(Stored data)
+ + +

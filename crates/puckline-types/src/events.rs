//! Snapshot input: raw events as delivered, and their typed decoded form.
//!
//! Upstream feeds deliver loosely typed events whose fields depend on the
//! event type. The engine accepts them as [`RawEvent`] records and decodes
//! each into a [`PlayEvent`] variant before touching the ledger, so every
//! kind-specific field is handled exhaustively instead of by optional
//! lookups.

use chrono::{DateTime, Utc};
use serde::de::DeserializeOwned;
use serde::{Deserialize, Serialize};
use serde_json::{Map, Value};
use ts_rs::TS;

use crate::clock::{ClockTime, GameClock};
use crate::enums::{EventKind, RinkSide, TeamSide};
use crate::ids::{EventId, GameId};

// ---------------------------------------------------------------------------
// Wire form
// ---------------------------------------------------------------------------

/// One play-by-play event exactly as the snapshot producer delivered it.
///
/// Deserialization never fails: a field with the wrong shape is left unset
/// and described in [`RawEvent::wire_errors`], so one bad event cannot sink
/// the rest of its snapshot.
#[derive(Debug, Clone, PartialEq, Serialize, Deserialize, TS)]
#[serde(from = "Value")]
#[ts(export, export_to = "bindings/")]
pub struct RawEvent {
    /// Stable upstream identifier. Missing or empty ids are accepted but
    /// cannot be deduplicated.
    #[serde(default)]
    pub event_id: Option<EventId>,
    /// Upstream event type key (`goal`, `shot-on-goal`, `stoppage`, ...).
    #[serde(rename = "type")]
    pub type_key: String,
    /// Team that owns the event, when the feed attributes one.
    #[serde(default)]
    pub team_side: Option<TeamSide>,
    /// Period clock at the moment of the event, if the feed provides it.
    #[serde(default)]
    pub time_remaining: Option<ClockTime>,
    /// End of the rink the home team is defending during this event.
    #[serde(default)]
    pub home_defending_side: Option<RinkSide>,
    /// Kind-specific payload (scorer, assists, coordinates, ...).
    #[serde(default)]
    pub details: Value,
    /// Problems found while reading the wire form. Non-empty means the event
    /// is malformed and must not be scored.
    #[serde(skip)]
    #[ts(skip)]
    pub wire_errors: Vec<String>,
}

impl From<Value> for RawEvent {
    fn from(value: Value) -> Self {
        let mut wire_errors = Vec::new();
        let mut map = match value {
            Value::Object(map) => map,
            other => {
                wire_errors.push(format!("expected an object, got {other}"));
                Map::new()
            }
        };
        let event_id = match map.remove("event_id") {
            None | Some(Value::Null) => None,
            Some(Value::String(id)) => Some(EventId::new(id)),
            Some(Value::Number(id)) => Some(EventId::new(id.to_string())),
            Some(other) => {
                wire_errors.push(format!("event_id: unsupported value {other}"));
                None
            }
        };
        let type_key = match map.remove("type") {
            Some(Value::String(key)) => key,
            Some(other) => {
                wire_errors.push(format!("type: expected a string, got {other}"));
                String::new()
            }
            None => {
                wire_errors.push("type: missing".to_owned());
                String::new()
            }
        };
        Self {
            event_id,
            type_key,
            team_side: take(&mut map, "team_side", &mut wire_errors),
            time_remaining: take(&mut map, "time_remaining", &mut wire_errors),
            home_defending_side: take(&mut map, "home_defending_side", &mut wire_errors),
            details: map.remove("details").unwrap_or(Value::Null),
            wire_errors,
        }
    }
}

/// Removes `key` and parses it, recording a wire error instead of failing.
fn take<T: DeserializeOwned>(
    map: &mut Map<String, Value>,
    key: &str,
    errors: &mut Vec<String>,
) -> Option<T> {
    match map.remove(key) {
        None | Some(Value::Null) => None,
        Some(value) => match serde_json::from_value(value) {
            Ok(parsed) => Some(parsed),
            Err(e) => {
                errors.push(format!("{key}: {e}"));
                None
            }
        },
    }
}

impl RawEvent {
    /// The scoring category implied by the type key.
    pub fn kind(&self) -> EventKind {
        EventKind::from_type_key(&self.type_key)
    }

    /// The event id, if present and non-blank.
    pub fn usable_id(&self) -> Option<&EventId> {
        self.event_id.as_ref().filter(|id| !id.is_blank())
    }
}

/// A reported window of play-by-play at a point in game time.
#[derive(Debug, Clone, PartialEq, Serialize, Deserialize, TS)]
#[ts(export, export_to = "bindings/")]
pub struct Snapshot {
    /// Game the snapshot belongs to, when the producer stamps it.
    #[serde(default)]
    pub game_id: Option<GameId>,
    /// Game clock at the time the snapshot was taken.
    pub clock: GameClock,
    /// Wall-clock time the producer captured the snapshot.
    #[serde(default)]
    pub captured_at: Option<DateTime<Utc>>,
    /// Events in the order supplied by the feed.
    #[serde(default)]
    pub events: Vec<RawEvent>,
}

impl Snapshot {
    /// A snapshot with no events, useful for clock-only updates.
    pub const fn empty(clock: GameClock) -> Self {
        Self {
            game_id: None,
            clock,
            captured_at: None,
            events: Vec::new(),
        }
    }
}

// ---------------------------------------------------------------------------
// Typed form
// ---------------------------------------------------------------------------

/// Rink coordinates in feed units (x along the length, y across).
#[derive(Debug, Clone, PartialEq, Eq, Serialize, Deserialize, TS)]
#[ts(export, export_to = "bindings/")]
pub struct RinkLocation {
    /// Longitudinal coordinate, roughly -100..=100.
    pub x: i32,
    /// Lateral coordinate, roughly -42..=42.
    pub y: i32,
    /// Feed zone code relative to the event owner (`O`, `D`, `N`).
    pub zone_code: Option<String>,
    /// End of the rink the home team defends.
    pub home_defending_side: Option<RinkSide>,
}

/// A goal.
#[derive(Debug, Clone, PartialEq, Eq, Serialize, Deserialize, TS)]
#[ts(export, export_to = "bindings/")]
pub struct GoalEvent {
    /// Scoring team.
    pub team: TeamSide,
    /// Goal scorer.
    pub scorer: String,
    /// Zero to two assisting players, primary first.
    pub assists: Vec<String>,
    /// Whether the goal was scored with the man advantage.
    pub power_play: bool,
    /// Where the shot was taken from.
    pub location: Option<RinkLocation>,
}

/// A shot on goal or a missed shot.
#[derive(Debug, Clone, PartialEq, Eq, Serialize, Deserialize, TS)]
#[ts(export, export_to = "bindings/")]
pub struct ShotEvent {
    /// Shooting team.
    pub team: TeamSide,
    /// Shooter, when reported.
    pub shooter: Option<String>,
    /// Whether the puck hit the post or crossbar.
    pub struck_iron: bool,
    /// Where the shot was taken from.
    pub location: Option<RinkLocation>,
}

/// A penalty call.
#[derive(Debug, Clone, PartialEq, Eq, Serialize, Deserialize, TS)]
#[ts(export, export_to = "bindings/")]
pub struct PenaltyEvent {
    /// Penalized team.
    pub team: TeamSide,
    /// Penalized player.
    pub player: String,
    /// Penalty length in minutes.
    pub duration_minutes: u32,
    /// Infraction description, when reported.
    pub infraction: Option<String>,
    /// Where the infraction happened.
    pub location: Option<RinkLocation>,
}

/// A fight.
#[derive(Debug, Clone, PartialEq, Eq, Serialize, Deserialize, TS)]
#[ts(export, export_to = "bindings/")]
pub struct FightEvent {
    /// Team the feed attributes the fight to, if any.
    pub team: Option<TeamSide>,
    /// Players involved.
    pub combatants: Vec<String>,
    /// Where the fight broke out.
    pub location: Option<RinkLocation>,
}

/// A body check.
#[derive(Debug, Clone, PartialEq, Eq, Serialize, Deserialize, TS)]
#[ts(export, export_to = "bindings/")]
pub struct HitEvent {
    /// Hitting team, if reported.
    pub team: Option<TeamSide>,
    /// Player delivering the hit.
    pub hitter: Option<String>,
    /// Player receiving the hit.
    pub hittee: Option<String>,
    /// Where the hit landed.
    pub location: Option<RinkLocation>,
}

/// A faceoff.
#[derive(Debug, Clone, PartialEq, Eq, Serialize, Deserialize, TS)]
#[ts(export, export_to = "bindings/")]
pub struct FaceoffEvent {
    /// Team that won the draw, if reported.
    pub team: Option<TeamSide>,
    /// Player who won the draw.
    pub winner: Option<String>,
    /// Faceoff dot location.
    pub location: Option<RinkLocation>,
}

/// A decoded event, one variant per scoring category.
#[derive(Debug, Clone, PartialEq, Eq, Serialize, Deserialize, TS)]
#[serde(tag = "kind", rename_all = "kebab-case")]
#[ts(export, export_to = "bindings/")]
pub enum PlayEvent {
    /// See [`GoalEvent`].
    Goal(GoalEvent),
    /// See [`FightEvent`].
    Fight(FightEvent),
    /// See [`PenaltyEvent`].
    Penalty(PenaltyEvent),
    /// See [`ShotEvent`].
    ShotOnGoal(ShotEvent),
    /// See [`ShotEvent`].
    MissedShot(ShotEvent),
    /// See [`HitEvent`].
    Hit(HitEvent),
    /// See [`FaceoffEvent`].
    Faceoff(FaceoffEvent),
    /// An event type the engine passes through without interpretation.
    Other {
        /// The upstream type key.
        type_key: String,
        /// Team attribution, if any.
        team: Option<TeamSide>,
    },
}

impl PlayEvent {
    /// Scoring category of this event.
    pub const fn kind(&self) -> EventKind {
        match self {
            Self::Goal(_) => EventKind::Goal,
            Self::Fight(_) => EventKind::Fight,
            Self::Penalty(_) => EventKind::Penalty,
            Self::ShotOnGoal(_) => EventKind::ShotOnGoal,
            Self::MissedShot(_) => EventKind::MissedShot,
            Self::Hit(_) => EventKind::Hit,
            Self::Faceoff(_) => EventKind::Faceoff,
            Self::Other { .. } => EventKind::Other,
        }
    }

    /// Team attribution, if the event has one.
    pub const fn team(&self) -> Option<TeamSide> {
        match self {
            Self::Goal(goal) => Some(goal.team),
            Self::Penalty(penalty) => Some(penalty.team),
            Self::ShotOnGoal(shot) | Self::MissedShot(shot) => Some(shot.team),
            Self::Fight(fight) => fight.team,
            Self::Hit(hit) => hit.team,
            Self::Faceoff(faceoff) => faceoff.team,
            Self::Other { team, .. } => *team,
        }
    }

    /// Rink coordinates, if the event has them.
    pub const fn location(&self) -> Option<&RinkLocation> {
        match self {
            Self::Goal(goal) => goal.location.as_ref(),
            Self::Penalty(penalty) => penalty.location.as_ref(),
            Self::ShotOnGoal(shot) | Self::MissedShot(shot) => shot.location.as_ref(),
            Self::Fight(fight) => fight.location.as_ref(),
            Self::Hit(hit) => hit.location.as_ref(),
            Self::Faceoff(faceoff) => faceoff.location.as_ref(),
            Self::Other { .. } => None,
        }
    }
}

+ + +

Exercise details:
All lines above containing the string "when" are to be collected.

Exercise solution:
    /// Team that owns the event, when the feed attributes one.
    /// Game the snapshot belongs to, when the producer stamps it.
    /// Shooter, when reported.
    /// Infraction description, when reported.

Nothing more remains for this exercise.